[Saved data entries]
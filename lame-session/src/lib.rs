// SPDX-FileCopyrightText: 2025 Contributors to the lame-session project.
// SPDX-License-Identifier: Apache-2.0

//! # lame-session
//!
//! A streaming MP3 encoder session over `libmp3lame`, loaded at runtime.
//!
//! ## Overview
//!
//! The crate wraps a stream-based codec in a small stateful API: open,
//! encode a chunk, flush, close. It owns the codec handle, enforces the order
//! of calls, and defines how caller-owned sample and output buffers cross
//! into the codec for exactly one call.
//!
//! ### Key Concepts
//!
//! - **Session**: one encoder stream from open to close ([`EncoderSession`])
//! - **Codec**: the compression engine behind the session ([`Codec`], with
//!   [`LameCodec`] as the production implementation)
//! - **Chunk**: one batch of 16-bit PCM per channel ([`SampleChunk`])
//! - **Output buffer**: caller memory the codec writes into ([`OutputBuffer`])
//! - **Flush**: emission of buffered trailing data at the end of a stream
//!
//! ## Architecture
//!
//! ```text
//! ┌──────────────┐     ┌────────────────┐     ┌────────────┐
//! │ StreamEncoder│ ──► │ EncoderSession │ ──► │ impl Codec │ ──► libmp3lame
//! └──────────────┘     └────────────────┘     └────────────┘
//!                         SampleChunk / OutputBuffer (borrowed per call)
//! ```
//!
//! ## Examples
//!
//! ```no_run
//! use lame_session::{EncoderConfig, EncoderSession, LameCodec, SampleChunk, bridge, load_api};
//!
//! # fn main() -> Result<(), lame_session::Error> {
//! let api = load_api(lame_session::config::default_library_path())?;
//! let mut session = EncoderSession::new(LameCodec::new(api));
//!
//! session.open(EncoderConfig::new(8000, 1, 8000, 32))?;
//! let pcm = vec![0i16; 800];
//! let mut mp3 = vec![0u8; bridge::recommended_capacity(pcm.len())];
//! let n = session.encode(&SampleChunk::mono(&pcm, pcm.len())?, &mut mp3)?;
//! let mut tail = vec![0u8; bridge::FLUSH_CAPACITY];
//! let m = session.flush(&mut tail)?;
//! session.close();
//! # let _ = (n, m);
//! # Ok(())
//! # }
//! ```
//!
//! ## Thread Safety
//!
//! - [`EncoderSession`] is `Send` for [`LameCodec`] but takes `&mut self` for
//!   every call
//! - [`SharedSession`] serializes calls from several owners with a mutex
//! - Independent sessions have independent handles and can run in parallel

mod api;
mod codec;
mod error;
mod session;

pub mod bridge;
pub mod config;
pub mod stream;

pub use api::{LameApi, LameApiHandle, load_api};
pub use bridge::{OutputBuffer, SampleChunk};
pub use codec::{Codec, LameCodec, LameHandle};
pub use config::EncoderConfig;
pub use error::{Error, Result, describe_code};
pub use session::{EncoderSession, SessionState, SharedSession};
pub use stream::{StopHandle, StreamEncoder, StreamStats};
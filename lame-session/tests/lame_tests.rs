// SPDX-FileCopyrightText: 2025 Contributors to the lame-session project.
// SPDX-License-Identifier: Apache-2.0

//! Tests against the real `libmp3lame`.
//!
//! # Requirements
//!
//! - `libmp3lame` must be loadable from `config::default_library_path()`
//!   (set `LAME_LIBRARY_PATH` to point elsewhere)
//!
//! Each test logs a warning and returns early when the library is missing.

mod common;

use common::setup_logging;
use lame_session::{
    EncoderConfig, EncoderSession, Error, LameCodec, SampleChunk, SessionState, bridge, config,
    load_api,
};
use tracing::{info, warn};

/// Bytes in one 128 kbps, 44.1 kHz MPEG-1 Layer III frame (without padding).
const FRAME_BYTES_128K: usize = 417;

fn setup_test() -> Option<EncoderSession<LameCodec>> {
    setup_logging();
    match load_api(config::default_library_path()) {
        Ok(api) => {
            info!("Using LAME {}", api.version().unwrap_or_default());
            Some(EncoderSession::new(LameCodec::new(api)))
        }
        Err(error) => {
            warn!("Skipping test, libmp3lame not available: {}", error);
            None
        }
    }
}

/// Encodes one frame of silence, flushes and closes.
#[test]
fn silent_stereo_frame_roundtrip() {
    let Some(mut session) = setup_test() else {
        return;
    };
    session
        .open(EncoderConfig::new(44100, 2, 44100, 128).with_quality(2))
        .unwrap();

    let silence = vec![0i16; 1152];
    let chunk = SampleChunk::new(&silence, &silence, 1152).unwrap();
    let mut out = vec![0u8; 2 * FRAME_BYTES_128K + 2];
    let written = session.encode(&chunk, &mut out).unwrap();
    assert!(written <= out.len());

    let mut tail = vec![0u8; bridge::FLUSH_CAPACITY];
    let flushed = session.flush(&mut tail).unwrap();
    assert!(flushed <= tail.len());
    assert!(written + flushed > 0);

    session.close();
    assert_eq!(session.state(), SessionState::Closed);
}

/// Output size follows the bitrate of the most recent open.
#[test]
fn reopen_with_lower_bitrate_shrinks_output() {
    let Some(mut session) = setup_test() else {
        return;
    };
    let tone: Vec<i16> = (0..44100)
        .map(|i| ((i as f32 * 0.0627).sin() * 12000.0) as i16)
        .collect();

    let mut encode_all = |bitrate: u32| -> usize {
        session
            .open(EncoderConfig::new(44100, 2, 44100, bitrate))
            .unwrap();
        let mut total = 0;
        let mut out = vec![0u8; bridge::recommended_capacity(4608)];
        for block in tone.chunks(4608) {
            let chunk = SampleChunk::mono(block, block.len()).unwrap();
            total += session.encode(&chunk, &mut out).unwrap();
        }
        total += session.flush(&mut out).unwrap();
        total
    };

    let high = encode_all(192);
    let low = encode_all(64);
    assert!(low < high, "64 kbps produced {low} bytes, 192 kbps {high}");
}

/// A buffer far below one frame is rejected with a negative code and the
/// session keeps working.
#[test]
fn tiny_buffer_reports_codec_code() {
    let Some(mut session) = setup_test() else {
        return;
    };
    session
        .open(EncoderConfig::new(44100, 1, 44100, 128))
        .unwrap();
    let pcm = vec![0i16; 1152 * 8];
    let chunk = SampleChunk::mono(&pcm, pcm.len()).unwrap();

    let mut tiny = [0u8; 1];
    match session.encode(&chunk, &mut tiny) {
        Ok(written) => assert!(written <= 1),
        Err(error) => assert!(error.codec_code().is_some_and(|code| code < 0)),
    }
    assert!(session.is_open());

    let mut tail = vec![0u8; bridge::recommended_capacity(pcm.len())];
    let flushed = session.flush(&mut tail).unwrap();
    assert!(flushed <= tail.len());
}

/// Encodes into the first `capacity` bytes of a larger buffer and checks that
/// nothing past the declared capacity was touched.
fn encode_bounded(
    session: &mut EncoderSession<LameCodec>,
    chunk: &SampleChunk<'_>,
    capacity: usize,
) -> Result<usize, Error> {
    const SENTINEL: u8 = 0xA5;
    let mut region = vec![SENTINEL; capacity + 4096];
    let result = session.encode(chunk, &mut region[..capacity]);
    if let Ok(written) = &result {
        assert!(*written <= capacity);
    }
    assert!(
        region[capacity..].iter().all(|&byte| byte == SENTINEL),
        "bytes written past a capacity of {capacity}"
    );
    result
}

/// An empty output buffer is refused before LAME sees it.
#[test]
fn zero_capacity_is_rejected() {
    let Some(mut session) = setup_test() else {
        return;
    };
    session
        .open(EncoderConfig::new(44100, 2, 44100, 128))
        .unwrap();
    let pcm = vec![0i16; 1152 * 8];
    let chunk = SampleChunk::mono(&pcm, pcm.len()).unwrap();

    let result = encode_bounded(&mut session, &chunk, 0);
    assert!(matches!(result, Err(Error::EncodeFailed(-1))), "{result:?}");
    assert!(matches!(session.flush(&mut []), Err(Error::FlushFailed(-1))));
    assert!(session.is_open());
}

/// Around one frame of capacity LAME either fits its output or reports a
/// negative code, and never writes past the end.
#[test]
fn capacity_around_one_frame_is_respected() {
    let Some(mut session) = setup_test() else {
        return;
    };
    let tone: Vec<i16> = (0..1152 * 8)
        .map(|i| ((i as f32 * 0.0627).sin() * 12000.0) as i16)
        .collect();
    let chunk = SampleChunk::mono(&tone, tone.len()).unwrap();

    for capacity in [
        FRAME_BYTES_128K - 1,
        FRAME_BYTES_128K,
        FRAME_BYTES_128K + 1,
    ] {
        session
            .open(EncoderConfig::new(44100, 2, 44100, 128))
            .unwrap();
        match encode_bounded(&mut session, &chunk, capacity) {
            Ok(written) => assert!(written <= capacity),
            Err(error) => assert!(error.codec_code().is_some_and(|code| code < 0)),
        }
        assert!(session.is_open());
    }
    session.close();
}

/// A shared object that is not LAME is refused at load time.
#[cfg(target_os = "linux")]
#[test]
fn foreign_library_is_rejected() {
    setup_logging();
    match load_api("libc.so.6") {
        Err(Error::InitializationFailed(msg)) => assert!(msg.contains("lame_init"), "{msg}"),
        Err(Error::LibLoading(error)) => warn!("Skipping test, libc.so.6 not loadable: {}", error),
        Err(other) => panic!("unexpected error {other:?}"),
        Ok(_) => panic!("libc.so.6 accepted as LAME"),
    }
}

• _Assignment_
Once you find the line with "with a mutex" in the entries above, output it and each line after it up to and including the line with "pub mod stream;", and nothing else.

• _Finished exercise_
//! - [`SharedSession`] serializes calls from several owners with a mutex
//! - Independent sessions have independent handles and can run in parallel

mod api;
mod codec;
mod error;
mod session;

pub mod bridge;
pub mod config;
pub mod stream;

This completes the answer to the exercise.